To be at the forefront of leveraging gathering data from Search Engine Results Pages, You may register to claim free credits.

Open Sourced Materials in this Blog Post:

What is AI Powered Parsing?

AI-powered parsing for HTML refers to the use of artificial intelligence techniques to extract and understand the content and structure of HTML documents. HTML (Hypertext Markup Language) is the standard language for creating web pages, and parsing refers to the process of analyzing the HTML code to extract meaningful information from it.

Traditionally, HTML parsing has been performed using rule-based algorithms or template-based approaches, where specific patterns or rules are defined to identify and extract desired elements from the HTML. However, these methods can be limited in their ability to handle complex or inconsistent HTML structures, as they rely on predefined rules that may not adapt well to variations in coding styles or new web page designs, resulting in a disruption of the customer experience.

AI-powered parsing offers several advantages over traditional parsing approaches.
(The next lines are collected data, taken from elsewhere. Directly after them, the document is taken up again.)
//! PostgreSQL implementation of [`PledgeStore`] using `sqlx::PgPool`.
//!
//! Compound transitions run inside database transactions with
//! status-conditioned `UPDATE`s (compare-and-set), so racing callers see
//! exactly one winner and never a half-applied state. The idempotency claim
//! is a unique-constraint-backed `INSERT ... ON CONFLICT DO NOTHING` inside
//! the same transaction as the event's effect.

use async_trait::async_trait;
use chrono::{DateTime, Duration, Utc};
use sqlx::PgPool;
use sqlx::postgres::PgPoolOptions;
use uuid::Uuid;

use super::{ApplyOutcome, DeclaredOutcome, EventEffect, PledgeStore};
use crate::config::GatewayConfig;
use crate::domain::money::amounts_match;
use crate::domain::{
    Challenge, ChallengeStatus, NewChallenge, NewTransaction, PaymentType, Transaction,
    TransactionStatus,
};
use crate::error::GatewayError;
use crate::ingress::EventRecord;

const CHALLENGE_COLS: &str = "id, user_id, title, description, amount_minor, duration_days, \
     start_date, end_date, association_id, outcome_note, status, created_at";

const TRANSACTION_COLS: &str = "id, challenge_id, user_id, amount_minor, commission_minor, \
     payment_type, session_id, payment_intent_id, status, created_at, webhook_received_at";

type ChallengeRow = (
    Uuid,
    String,
    String,
    Option<String>,
    i64,
    i32,
    DateTime<Utc>,
    Option<DateTime<Utc>>,
    Uuid,
    Option<String>,
    String,
    DateTime<Utc>,
);

type TransactionRow = (
    Uuid,
    Uuid,
    String,
    i64,
    i64,
    String,
    Option<String>,
    Option<String>,
    String,
    DateTime<Utc>,
    Option<DateTime<Utc>>,
);

/// PostgreSQL-backed store.
#[derive(Debug, Clone)]
pub struct PostgresStore {
    pool: PgPool,
}

impl PostgresStore {
    /// Creates a store over an existing connection pool.
    #[must_use]
    pub fn new(pool: PgPool) -> Self {
        Self { pool }
    }

    /// Connects using the pool settings from `config` and runs pending
    /// migrations.
    ///
    /// # Errors
    ///
    /// Returns [`GatewayError::Datastore`] when the pool cannot be built or
    /// a migration fails.
    pub async fn connect(config: &GatewayConfig) -> Result<Self, GatewayError> {
        let pool = PgPoolOptions::new()
            .max_connections(config.database_max_connections)
            .min_connections(config.database_min_connections)
            .acquire_timeout(std::time::Duration::from_secs(
                config.database_connect_timeout_secs,
            ))
            .connect(&config.database_url)
            .await
            .map_err(|e| GatewayError::Datastore(e.to_string()))?;

        sqlx::migrate!("./migrations")
            .run(&pool)
            .await
            .map_err(|e| GatewayError::Datastore(e.to_string()))?;

        Ok(Self::new(pool))
    }
}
It can handle a wider range of HTML structures, adapt to different coding styles and variations, and improve accuracy and robustness. Furthermore, AI models can learn from large datasets, which enables them to be continuously improved for their parsing capabilities as they are exposed to more diverse HTML documents.

How is it useful to the user?

One of the key advantages of AI-Powered Parsing is the ability to trade a little extra processing time for greater precision in extracting data from search results. This means you can obtain more accurate and reliable information, resulting in improved decision-making and insights.

We understand that search engines frequently evolve, and keeping up with these changes can be challenging. That's why we continuously update our standard parsers to ensure they remain compatible. However, in the rare event that a deprecation goes unnoticed, our cutting-edge AI Powered Parsers serve as a reliable backup solution, ensuring that you're always covered and can access the data you need.

Accessing this game-changing feature is as simple as including a single parameter in your API requests. We've designed it to be user-friendly and hassle-free, so you can start benefiting from AI-Powered Parsing without any complex setup or configuration.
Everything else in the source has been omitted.